In piazza per la Repubblica anche vescovo e senatori 

Le limitazioni anti contagio non hanno fermato la festa per il 74° anniversario  Presenti i rappresentanti istituzionali di tutta la provincia e gli ex combattenti 

PESCARA. Alla fine, pur con tutte le limitazioni del caso, non è mancata neanche la partecipazione della cittadinanza. Pescara ieri ha celebrato il 74esimo compleanno della Repubblica in piazza Garibaldi, come ogni anno, ma con le presenze ridotte al minimo, come imposto dalle norme per il contenimento del coronavirus. Tuttavia qualche passante e diversi irrinunciabili dell’appuntamento istituzionale ha voluto ugualmente fare capolino durante l’evento ufficiale con autorità civili e religiose, rappresentanti delle associazioni combattentistiche e dei vari corpi delle forze dell’ordine.
La cerimonia si è aperta con l’alzabandiera affidato alla capitaneria di porto e l’esecuzione dell’inno nazionale. Durante la deposizione della corona d’alloro al monumento ai caduti di tutte le guerre, di fronte a carabinieri, finanzieri e poliziotti in alta uniforme, il compito di rappresentare le prefettura è stato affidato al vicario Carlo Torlontano. Il prefetto Gerardina Basilicata ha infatti appena lasciato il suo incarico a Pescara.

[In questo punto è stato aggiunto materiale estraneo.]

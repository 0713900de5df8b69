//! Encounter engine
//!
//! Binds the scheduler, the contribution trackers and the reward pipeline to
//! one world host. Everything runs on the caller's thread: the engine is
//! driven by [`tick`](EncounterEngine::tick) and
//! [`handle_event`](EncounterEngine::handle_event), and hands persistence off
//! to non-blocking sinks.

use bossfall_types::{MobId, ParticipantId};
use chrono::{DateTime, TimeDelta, Utc};
use chrono_tz::Tz;
use tracing::{debug, info};

use crate::encounter::{
    EncounterDefinition, EncounterScheduler, EncounterStatus, EngineError, ExpireAction, InstanceCtx, RestoreReport,
    SpawnFailure,
};
use crate::reward::{
    PayoutReport, PendingRewardQueue, PendingSnapshot, PickupDecision, PickupGuard, RewardCtx, deliver_pending,
    distribute_rewards,
};
use crate::storage::{LiveStateSink, PendingRewardSink, PersistedEncounterState};
use crate::tracker::Trackers;
use crate::world::{Announcement, Channels, DroppedItemId, WorldEvent, WorldHost};

/// Runtime knobs resolved from the app config
#[derive(Debug, Clone, PartialEq)]
pub struct EngineSettings {
    pub default_zone: Tz,
    pub tick_interval: TimeDelta,
    /// Delay between a participant joining and their pending rewards arriving
    pub delivery_delay: TimeDelta,
    /// Pending-reward writes are coalesced over this window
    pub flush_debounce: TimeDelta,
}

impl Default for EngineSettings {
    fn default() -> Self {
        Self {
            default_zone: Tz::UTC,
            tick_interval: TimeDelta::seconds(1),
            delivery_delay: TimeDelta::seconds(2),
            flush_debounce: TimeDelta::milliseconds(50),
        }
    }
}

/// Sinks the engine writes through
pub struct EngineSinks {
    pub live: Box<dyn LiveStateSink + Send>,
    pub pending: Box<dyn PendingRewardSink + Send>,
}

pub struct EncounterEngine<H> {
    host: H,
    scheduler: EncounterScheduler,
    trackers: Trackers,
    pending: PendingRewardQueue,
    guard: PickupGuard,
    sinks: EngineSinks,
    /// Participants due a pending-reward delivery, in join order
    deliveries: Vec<(DateTime<Utc>, ParticipantId)>,
    settings: EngineSettings,
}

impl<H: WorldHost> EncounterEngine<H> {
    pub fn new(
        host: H,
        definitions: Vec<EncounterDefinition>,
        pending: PendingSnapshot,
        sinks: EngineSinks,
        settings: EngineSettings,
    ) -> Self {
        Self {
            host,
            scheduler: EncounterScheduler::new(definitions),
            trackers: Trackers::new(),
            pending: PendingRewardQueue::from_snapshot(pending, settings.flush_debounce),
            guard: PickupGuard::new(),
            sinks,
            deliveries: Vec::new(),
            settings,
        }
    }

    /// Split borrow: the scheduler plus a context over everything else
    fn parts(&mut self, now: DateTime<Utc>) -> (&mut EncounterScheduler, InstanceCtx<'_, H>) {
        (
            &mut self.scheduler,
            InstanceCtx {
                world: &mut self.host,
                trackers: &mut self.trackers,
                sink: self.sinks.live.as_ref(),
                now,
            },
        )
    }

    /// Re-adopt saved bosses and start the scheduler.
    pub fn start(&mut self, saved: &[PersistedEncounterState], now: DateTime<Utc>) -> RestoreReport {
        let (scheduler, mut ctx) = self.parts(now);
        let report = scheduler.restore_all(saved, &mut ctx);
        scheduler.start(&mut ctx);
        info!(
            encounters = self.scheduler.len(),
            restored = report.restored,
            pending_participants = self.pending.participant_count(),
            "Encounter engine started"
        );
        report
    }

    pub fn tick(&mut self, now: DateTime<Utc>) {
        let (scheduler, mut ctx) = self.parts(now);
        scheduler.tick(&mut ctx);

        self.run_deliveries(now);

        for (item, action) in self.guard.take_expired(now) {
            match action {
                ExpireAction::Public => debug!(?item, "Drop protection ended"),
                ExpireAction::Despawn => {
                    debug!(?item, "Drop protection ended, removing item");
                    self.host.remove_dropped_item(item);
                }
            }
        }

        self.flush_if_due(now);
    }

    /// Hand the pending queue to its sink once the debounce window closed
    pub fn flush_if_due(&mut self, now: DateTime<Utc>) -> bool {
        self.pending.flush_if_due(now, self.sinks.pending.as_ref())
    }

    // ─── Events ─────────────────────────────────────────────────────────────

    /// Feed one world event. Returns the payout report when a boss died.
    pub fn handle_event(&mut self, event: &WorldEvent, now: DateTime<Utc>) -> Option<PayoutReport> {
        match event {
            WorldEvent::MobDied { mob, killer } => {
                self.on_mob_death(*mob, killer.as_ref().map(|k| k.name.clone()), now)
            }
            WorldEvent::ParticipantJoined { participant } => {
                if self.pending.has_pending(participant.id) {
                    self.deliveries
                        .push((now + self.settings.delivery_delay, participant.id));
                }
                None
            }
            other => {
                self.trackers.handle_event(other);
                None
            }
        }
    }

    fn on_mob_death(&mut self, mob: MobId, killer: Option<String>, now: DateTime<Utc>) -> Option<PayoutReport> {
        let id = self.scheduler.find_by_mob(mob)?.to_string();
        let (scheduler, mut ctx) = self.parts(now);
        let instance = scheduler.instance_mut(&id)?;
        let snapshots = instance.on_death(&mut ctx)?;
        let definition = instance.definition().clone();

        let broadcast = &definition.broadcast;
        let channels = Channels {
            chat: broadcast.death_chat,
            title: broadcast.death_title,
        };
        if channels.any() {
            self.host.announce(Announcement::Died {
                encounter: definition.id.clone(),
                mob: definition.mob.clone(),
                killer,
                channels,
            });
        }

        let mut reward_ctx = RewardCtx {
            host: &mut self.host,
            pending: &mut self.pending,
            guard: &mut self.guard,
            now,
        };
        Some(distribute_rewards(&definition, &snapshots, &mut reward_ctx))
    }

    fn run_deliveries(&mut self, now: DateTime<Utc>) {
        if self.deliveries.is_empty() {
            return;
        }
        let (due, waiting): (Vec<_>, Vec<_>) = self.deliveries.drain(..).partition(|(at, _)| *at <= now);
        self.deliveries = waiting;

        for (_, participant) in due {
            // Left again before the delay elapsed; try on the next join
            if !self.host.is_online(participant) {
                continue;
            }
            let rewards = self.pending.claim(participant, now);
            if rewards.is_empty() {
                continue;
            }
            let delivered = deliver_pending(participant, rewards, &mut self.host);
            info!(%participant, delivered, "Pending rewards delivered");
        }
    }

    // ─── Operator Commands ──────────────────────────────────────────────────

    pub fn force_spawn(&mut self, id: &str, now: DateTime<Utc>) -> Result<MobId, EngineError> {
        let (scheduler, mut ctx) = self.parts(now);
        scheduler.force_spawn(id, &mut ctx)
    }

    pub fn force_spawn_all(&mut self, now: DateTime<Utc>) -> Vec<(String, Result<MobId, SpawnFailure>)> {
        let (scheduler, mut ctx) = self.parts(now);
        scheduler.force_spawn_all(&mut ctx)
    }

    pub fn despawn(&mut self, id: &str, now: DateTime<Utc>) -> Result<bool, EngineError> {
        let (scheduler, mut ctx) = self.parts(now);
        scheduler.despawn(id, &mut ctx)
    }

    pub fn despawn_all(&mut self, now: DateTime<Utc>) -> usize {
        let (scheduler, mut ctx) = self.parts(now);
        scheduler.despawn_all(&mut ctx)
    }

    /// Swap in new definitions. Live bosses of encounters that still exist
    /// are re-adopted; bosses of removed encounters are cleared.
    pub fn reload(&mut self, definitions: Vec<EncounterDefinition>, now: DateTime<Utc>) -> RestoreReport {
        let (scheduler, mut ctx) = self.parts(now);
        let released = scheduler.release_all(&mut ctx);
        self.trackers.clear_all();

        for state in &released {
            if definitions.iter().any(|d| d.id == state.encounter) {
                continue;
            }
            if let Some(handle) = self.host.find_mob(state.mob) {
                info!(encounter = %state.encounter, "Encounter removed from definitions, clearing its boss");
                self.host.remove_entity(&handle);
            }
        }

        self.scheduler = EncounterScheduler::new(definitions);
        let (scheduler, mut ctx) = self.parts(now);
        let report = scheduler.restore_all(&released, &mut ctx);
        scheduler.start(&mut ctx);
        info!(
            encounters = self.scheduler.len(),
            restored = report.restored,
            "Encounter definitions reloaded"
        );
        report
    }

    /// Detach every boss, then push the final live and pending snapshots to
    /// the sinks. Returns the released live state.
    pub fn shutdown(&mut self, now: DateTime<Utc>) -> Vec<PersistedEncounterState> {
        let (scheduler, mut ctx) = self.parts(now);
        let released = scheduler.release_all(&mut ctx);
        self.sinks.live.persist_all(released.clone());
        self.trackers.clear_all();
        self.guard.clear();
        self.deliveries.clear();
        self.flush_pending();
        info!(released = released.len(), "Encounter engine shut down");
        released
    }

    /// Write the pending queue now, ignoring the debounce window
    pub fn flush_pending(&mut self) {
        self.pending.flush_now(self.sinks.pending.as_ref());
    }

    pub fn can_pickup(&mut self, item: DroppedItemId, picker: ParticipantId, now: DateTime<Utc>) -> PickupDecision {
        self.guard.can_pickup(item, picker, now)
    }

    // ─── Queries ────────────────────────────────────────────────────────────

    pub fn statuses(&self, now: DateTime<Utc>) -> Vec<EncounterStatus> {
        self.scheduler.statuses(now)
    }

    pub fn status(&self, id: &str, now: DateTime<Utc>) -> Option<EncounterStatus> {
        self.scheduler.status(id, now)
    }

    pub fn live_states(&self) -> Vec<PersistedEncounterState> {
        self.scheduler.live_states()
    }

    pub fn pending_snapshot(&self) -> PendingSnapshot {
        self.pending.snapshot()
    }

    pub fn pending_count(&self, participant: ParticipantId) -> usize {
        self.pending.pending_count(participant)
    }

    pub fn settings(&self) -> &EngineSettings {
        &self.settings
    }

    pub fn scheduler(&self) -> &EncounterScheduler {
        &self.scheduler
    }

    pub fn trackers(&self) -> &Trackers {
        &self.trackers
    }

    pub fn host(&self) -> &H {
        &self.host
    }

    pub fn host_mut(&mut self) -> &mut H {
        &mut self.host
    }
}

#[cfg(test)]
mod tests;
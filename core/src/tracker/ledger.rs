use crate::world::Participant;
use bossfall_types::{ContributionCategory, MobId, ParticipantId};
use hashbrown::HashMap;

#[derive(Debug, Clone)]
struct Contribution {
    participant: ParticipantId,
    name: String,
    score: f64,
}

/// Scores for one mob, in first-contribution order
#[derive(Debug, Clone, Default)]
struct ContributionRecord {
    entries: Vec<Contribution>,
    index: HashMap<ParticipantId, usize>,
}

impl ContributionRecord {
    fn add(&mut self, participant: &Participant, amount: f64) {
        match self.index.get(&participant.id) {
            Some(&slot) => {
                let entry = &mut self.entries[slot];
                entry.score += amount;
                // Latest observed name wins
                entry.name.clone_from(&participant.name);
            }
            None => {
                self.index.insert(participant.id, self.entries.len());
                self.entries.push(Contribution {
                    participant: participant.id,
                    name: participant.name.clone(),
                    score: amount,
                });
            }
        }
    }
}

/// Per-mob accumulation shared by the three trackers
#[derive(Debug, Default)]
pub struct ContributionLedger {
    records: HashMap<MobId, ContributionRecord>,
}

impl ContributionLedger {
    pub fn start(&mut self, mob: MobId) {
        self.records.insert(mob, ContributionRecord::default());
    }

    pub fn stop(&mut self, mob: MobId) -> bool {
        self.records.remove(&mob).is_some()
    }

    pub fn is_tracking(&self, mob: MobId) -> bool {
        self.records.contains_key(&mob)
    }

    /// Add to a participant's score. Returns false when the mob is not
    /// tracked or the amount is negative or not finite.
    pub fn add(&mut self, mob: MobId, participant: &Participant, amount: f64) -> bool {
        if !amount.is_finite() || amount < 0.0 {
            return false;
        }
        let Some(record) = self.records.get_mut(&mob) else {
            return false;
        };
        record.add(participant, amount);
        true
    }

    pub fn snapshot(&self, category: ContributionCategory, mob: MobId) -> RankingSnapshot {
        let Some(record) = self.records.get(&mob) else {
            return RankingSnapshot::empty(category);
        };

        let mut sorted: Vec<&Contribution> = record.entries.iter().collect();
        // Stable sort keeps first-contribution order among equal scores
        sorted.sort_by(|a, b| b.score.total_cmp(&a.score));

        let rankings = sorted
            .into_iter()
            .enumerate()
            .map(|(i, c)| RankedContribution {
                rank: i + 1,
                participant: c.participant,
                name: if c.name.is_empty() {
                    "Unknown".to_string()
                } else {
                    c.name.clone()
                },
                score: c.score,
            })
            .collect::<Vec<_>>();
        let total = rankings.iter().map(|r| r.score).sum();

        RankingSnapshot {
            category,
            rankings,
            total,
            last_hit: None,
        }
    }

    pub fn clear(&mut self) {
        self.records.clear();
    }

    pub fn tracked_count(&self) -> usize {
        self.records.len()
    }
}

/// One participant's position in a snapshot
#[derive(Debug, Clone, PartialEq)]
pub struct RankedContribution {
    /// 1-based
    pub rank: usize,
    pub participant: ParticipantId,
    pub name: String,
    pub score: f64,
}

/// Immutable ranking of one category for one mob
#[derive(Debug, Clone, PartialEq)]
pub struct RankingSnapshot {
    pub category: ContributionCategory,
    /// Sorted by score, descending
    pub rankings: Vec<RankedContribution>,
    pub total: f64,
    /// Only set for the damage category
    pub last_hit: Option<ParticipantId>,
}

impl RankingSnapshot {
    pub fn empty(category: ContributionCategory) -> Self {
        Self {
            category,
            rankings: Vec::new(),
            total: 0.0,
            last_hit: None,
        }
    }

    pub fn is_empty(&self) -> bool {
        self.rankings.is_empty()
    }

    pub fn top(&self, n: usize) -> &[RankedContribution] {
        &self.rankings[..n.min(self.rankings.len())]
    }

    /// Entry at a 1-based rank
    pub fn at_rank(&self, rank: usize) -> Option<&RankedContribution> {
        rank.checked_sub(1).and_then(|i| self.rankings.get(i))
    }

    pub fn share_percent(&self, entry: &RankedContribution) -> f64 {
        if self.total > 0.0 {
            entry.score / self.total * 100.0
        } else {
            0.0
        }
    }
}
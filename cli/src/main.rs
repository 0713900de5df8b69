use bossfall_cli::CliContext;
use bossfall_cli::commands;
use bossfall_cli::logging;
use bossfall_cli::readline;
use bossfall_core::engine::{EncounterEngine, EngineSinks};
use bossfall_core::storage::{LiveStateStore, PendingRewardStore, StateWriter};
use bossfall_core::{AppConfig, AppConfigExt, BackgroundTasks, EncounterService, SandboxWorld, load_definitions};
use chrono::Utc;
use clap::{Parser, Subcommand};
use std::io::Write;
use tracing::{error, warn};

/// World every sandbox starts with, besides those the definitions name
const DEFAULT_WORLD: &str = "world";

#[tokio::main]
async fn main() -> Result<(), String> {
    let config = AppConfig::load();
    let data_dir = config.data_dir();
    let _log_guard = logging::init(&data_dir, config.debug_logging);

    let definitions = load_definitions(&config.definitions_path(), config.default_zone()).map_err(|e| {
        error!(error = %e, "Failed to load encounter definitions");
        e.to_string()
    })?;

    let live_store = LiveStateStore::in_dir(&data_dir);
    let pending_store = PendingRewardStore::in_dir(&data_dir);
    let saved = live_store.load().unwrap_or_else(|e| {
        warn!(error = %e, "Ignoring unreadable live state");
        Vec::new()
    });
    let pending = pending_store.load().unwrap_or_else(|e| {
        warn!(error = %e, "Ignoring unreadable pending rewards");
        Default::default()
    });
    let (writer, writer_task) = StateWriter::spawn(live_store, pending_store);

    let mut world = SandboxWorld::new().with_world(DEFAULT_WORLD);
    for location in definitions.iter().filter_map(|d| d.spawn_location()) {
        world.load_world(&location.world);
    }

    let mut engine = EncounterEngine::new(
        world,
        definitions,
        pending,
        EngineSinks {
            live: Box::new(writer.clone()),
            pending: Box::new(writer.clone()),
        },
        config.engine_settings(),
    );
    engine.start(&saved, Utc::now());
    let (service, handle) = EncounterService::new(engine);
    let tasks = BackgroundTasks {
        service: Some(service.spawn()),
        writer: Some(writer_task),
    };
    let ctx = CliContext::new(config, handle, tasks);

    loop {
        let line = readline()?;
        let line = line.trim();
        if line.is_empty() {
            continue;
        }

        match respond(line, &ctx).await {
            Ok(quit) => {
                if quit {
                    break;
                }
            }
            Err(err) => {
                write!(std::io::stdout(), "{err}").map_err(|e| e.to_string())?;
                std::io::stdout().flush().map_err(|e| e.to_string())?;
            }
        }
    }

    commands::shutdown(&ctx, writer).await
}

#[derive(Parser)]
#[command(version, about = "bossfall encounter sandbox")]
struct Cli {
    #[command(subcommand)]
    command: Option<Commands>,
}

#[derive(Subcommand)]
enum Commands {
    /// Show every encounter and its timing
    List,
    /// Force-spawn one encounter, or all of them
    Spawn { id: Option<String> },
    /// Remove one live boss, or all of them
    Despawn { id: Option<String> },
    /// Re-read the definitions file
    Reload,
    Join { name: String },
    Leave { name: String },
    /// List known participants
    Who,
    /// A participant damages a boss
    Hit {
        name: String,
        encounter: String,
        amount: f64,
    },
    /// A boss damages a participant
    Bite {
        encounter: String,
        name: String,
        amount: f64,
    },
    /// A participant lands a splash potion on a boss
    Splash {
        name: String,
        encounter: String,
        effect: String,
        #[arg(short, long, default_value_t = 0)]
        amplifier: u32,
        #[arg(short, long, default_value_t = 10)]
        seconds: u32,
    },
    /// Kill a boss and pay out rewards
    Kill {
        encounter: String,
        #[arg(short, long)]
        by: Option<String>,
    },
    /// Print broadcasts since the last command
    News,
    Config,
    Exit,
}

async fn respond(line: &str, ctx: &CliContext) -> Result<bool, String> {
    let mut args = shlex::split(line).ok_or("error: Invalid quoting")?;
    args.insert(0, "bossfall".to_string());
    let cli = Cli::try_parse_from(args).map_err(|e| e.to_string())?;

    match &cli.command {
        Some(Commands::List) => commands::list(ctx).await?,
        Some(Commands::Spawn { id }) => commands::spawn(ctx, id.as_deref()).await?,
        Some(Commands::Despawn { id }) => commands::despawn(ctx, id.as_deref()).await?,
        Some(Commands::Reload) => commands::reload(ctx).await?,
        Some(Commands::Join { name }) => commands::join(ctx, name).await?,
        Some(Commands::Leave { name }) => commands::leave(ctx, name).await?,
        Some(Commands::Who) => commands::who(ctx).await?,
        Some(Commands::Hit {
            name,
            encounter,
            amount,
        }) => commands::hit(ctx, name, encounter, *amount).await?,
        Some(Commands::Bite {
            encounter,
            name,
            amount,
        }) => commands::bite(ctx, encounter, name, *amount).await?,
        Some(Commands::Splash {
            name,
            encounter,
            effect,
            amplifier,
            seconds,
        }) => commands::splash(ctx, name, encounter, effect, *amplifier, *seconds).await?,
        Some(Commands::Kill { encounter, by }) => commands::kill(ctx, encounter, by.as_deref()).await?,
        Some(Commands::News) => commands::show_announcements(ctx).await?,
        Some(Commands::Config) => commands::show_config(ctx).await?,
        Some(Commands::Exit) => {
            commands::exit();
            return Ok(true);
        }
        None => {}
    }
    Ok(false)
}
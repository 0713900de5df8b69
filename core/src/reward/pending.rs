use std::collections::BTreeMap;

use bossfall_types::ParticipantId;
use chrono::{DateTime, TimeDelta, Utc};
use hashbrown::HashMap;
use serde::{Deserialize, Serialize};
use tracing::{debug, info, warn};

use super::{ItemCatalog, is_unsafe_command, resolve_item};
use crate::encounter::{ItemKind, ItemSpec};
use crate::serde_defaults::default_amount;
use crate::storage::PendingRewardSink;
use crate::world::{Announcement, Broadcaster, RewardHost};

/// Rewards owed per participant, as persisted
pub type PendingSnapshot = BTreeMap<ParticipantId, Vec<PendingReward>>;

/// A reward that could not be handed out because the participant was offline
#[derive(Debug, Clone, PartialEq, Serialize, Deserialize)]
#[serde(tag = "type", rename_all = "snake_case")]
pub enum PendingReward {
    Command { command: String },
    Item(PendingItem),
}

/// Enough to re-resolve an item through the same provider later
#[derive(Debug, Clone, PartialEq, Serialize, Deserialize)]
pub struct PendingItem {
    #[serde(default)]
    pub kind: ItemKind,
    pub material: String,
    #[serde(default, skip_serializing_if = "Option::is_none")]
    pub external_id: Option<String>,
    #[serde(default = "default_amount")]
    pub amount: u32,
    #[serde(default, skip_serializing_if = "Option::is_none")]
    pub display_name: Option<String>,
}

impl PendingItem {
    pub fn from_spec(spec: &ItemSpec, amount: u32) -> Self {
        Self {
            kind: spec.kind,
            material: spec.material.clone(),
            external_id: spec.id.clone(),
            amount,
            display_name: spec.display_name.clone(),
        }
    }
}

/// In-memory pending queue with debounced persistence.
///
/// Every mutation opens a flush window (if one is not already open); all
/// changes inside the window are written together when it closes.
#[derive(Debug)]
pub struct PendingRewardQueue {
    rewards: HashMap<ParticipantId, Vec<PendingReward>>,
    debounce: TimeDelta,
    flush_at: Option<DateTime<Utc>>,
}

impl PendingRewardQueue {
    pub fn new(debounce: TimeDelta) -> Self {
        Self {
            rewards: HashMap::new(),
            debounce,
            flush_at: None,
        }
    }

    pub fn from_snapshot(snapshot: PendingSnapshot, debounce: TimeDelta) -> Self {
        let mut queue = Self::new(debounce);
        queue.rewards.extend(snapshot.into_iter().filter(|(_, r)| !r.is_empty()));
        queue
    }

    pub fn queue_command(&mut self, participant: ParticipantId, command: String, now: DateTime<Utc>) {
        debug!(%participant, %command, "Queued command for offline participant");
        self.push(participant, PendingReward::Command { command }, now);
    }

    pub fn queue_item(&mut self, participant: ParticipantId, item: PendingItem, now: DateTime<Utc>) {
        debug!(%participant, material = %item.material, amount = item.amount, "Queued item for offline participant");
        self.push(participant, PendingReward::Item(item), now);
    }

    fn push(&mut self, participant: ParticipantId, reward: PendingReward, now: DateTime<Utc>) {
        self.rewards.entry(participant).or_default().push(reward);
        self.mark_dirty(now);
    }

    fn mark_dirty(&mut self, now: DateTime<Utc>) {
        if self.flush_at.is_none() {
            self.flush_at = Some(now + self.debounce);
        }
    }

    pub fn has_pending(&self, participant: ParticipantId) -> bool {
        self.rewards.contains_key(&participant)
    }

    pub fn pending_count(&self, participant: ParticipantId) -> usize {
        self.rewards.get(&participant).map_or(0, Vec::len)
    }

    pub fn participant_count(&self) -> usize {
        self.rewards.len()
    }

    /// Remove and return everything owed to a participant.
    pub fn claim(&mut self, participant: ParticipantId, now: DateTime<Utc>) -> Vec<PendingReward> {
        let claimed = self.rewards.remove(&participant).unwrap_or_default();
        if !claimed.is_empty() {
            self.mark_dirty(now);
        }
        claimed
    }

    pub fn snapshot(&self) -> PendingSnapshot {
        self.rewards
            .iter()
            .map(|(participant, rewards)| (*participant, rewards.clone()))
            .collect()
    }

    pub fn is_dirty(&self) -> bool {
        self.flush_at.is_some()
    }

    pub fn flush_due_at(&self) -> Option<DateTime<Utc>> {
        self.flush_at
    }

    /// Hand a snapshot to the sink once the window has closed. A failure the
    /// sink reported since the last call reopens the window.
    pub fn flush_if_due(&mut self, now: DateTime<Utc>, sink: &dyn PendingRewardSink) -> bool {
        if sink.take_failure() {
            warn!("Previous pending reward write failed, retrying");
            self.mark_dirty(now);
        }
        match self.flush_at {
            Some(at) if now >= at => {
                self.flush_at = None;
                sink.save_pending(self.snapshot());
                true
            }
            _ => false,
        }
    }

    /// Write regardless of the debounce window
    pub fn flush_now(&mut self, sink: &dyn PendingRewardSink) {
        self.flush_at = None;
        sink.save_pending(self.snapshot());
    }
}

/// Deliver claimed rewards to a participant who is back online. Unsafe
/// commands and unresolvable items are skipped with a warning. Returns the
/// number of rewards delivered.
pub fn deliver_pending<H>(participant: ParticipantId, rewards: Vec<PendingReward>, host: &mut H) -> usize
where
    H: RewardHost + ItemCatalog + Broadcaster + ?Sized,
{
    let mut delivered = 0;

    for reward in rewards {
        match reward {
            PendingReward::Command { command } => {
                if is_unsafe_command(&command) {
                    warn!(%participant, %command, "Blocked suspicious pending command");
                    continue;
                }
                match host.dispatch_command(&command) {
                    Ok(()) => delivered += 1,
                    Err(e) => warn!(%participant, %command, error = %e, "Pending command failed"),
                }
            }
            PendingReward::Item(item) => {
                let stack = resolve_item(
                    &*host,
                    item.kind,
                    &item.material,
                    item.external_id.as_deref(),
                    item.display_name.as_deref(),
                    item.amount,
                );
                match stack {
                    Ok(stack) => {
                        if let Some(leftover) = host.give_item(participant, stack) {
                            host.drop_item(participant, leftover);
                        }
                        delivered += 1;
                    }
                    Err(e) => warn!(%participant, material = %item.material, error = %e, "Pending item unavailable"),
                }
            }
        }
    }

    if delivered > 0 {
        host.announce(Announcement::PendingDelivered {
            participant,
            count: delivered,
        });
    }
    info!(%participant, delivered, "Delivered pending rewards");
    delivered
}
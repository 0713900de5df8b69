//! Reward resolution
//!
//! When a tracked boss dies, each enabled category's ranking is broadcast and
//! every configured tier pays the participant at its rank:
//!
//! - commands are dispatched now, or queued if the participant is offline
//! - loot tables are rolled for connected participants only
//! - items go to the inventory, with leftovers dropped (optionally
//!   owner-protected), or are queued while offline
//!
//! Queued rewards are delivered shortly after the participant rejoins.

mod error;
mod items;
mod pending;
mod protection;
mod resolver;

#[cfg(test)]
mod resolver_tests;

pub use error::RewardError;
pub use items::{
    ItemCatalog, ItemStack, granted_amount, is_unsafe_command, resolve_item, sanitize_loot_table,
    sanitize_name,
};
pub use pending::{PendingItem, PendingReward, PendingRewardQueue, PendingSnapshot, deliver_pending};
pub use protection::{PickupDecision, PickupGuard};
pub use resolver::{
    Payout, PayoutReport, RANKING_DISPLAY_LIMIT, RewardCtx, distribute_rewards, effective_multiplier,
    ranking_lines,
};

Ad accompagnare il vicario c’erano, in prima fila, il sindaco Carlo Masci, i senatori Luciano D’Alfonso e Nazario Pagano, monsignor Tommaso Valentinetti dell’arcidiocesi Pescara-Penne, che ha benedetto la corona deposta sul monumento. Presenti tra gli altri anche il vicepresidente del consiglio regionale Domenico Pettinari, e i rappresentanti di diversi Comuni della provincia, tra i quali Mario Semproni di Penne e Matteo Perazzetti di Città Sant’Angelo, mentre a rappresentare Montesilvano c’era l’assessore Paolo Cilli.
A leggere il messaggio diffuso del presidente della Repubblica Sergio Mattarella è stato poi Torlontano, prima della conclusione della cerimonia con l’ammainabandiera. Per tutti ovviamente distanziamento sociale e mascherina e, come si usa oggi, saluto col gomito. Una sorta di “moda” obbligata per ovviare al contatto delle mani, alla quale non sono potuti sfuggire neanche i militari più esperti, che pure avevano passato “indenni” decenni di nuove forme di saluto alla moda.(a.r.)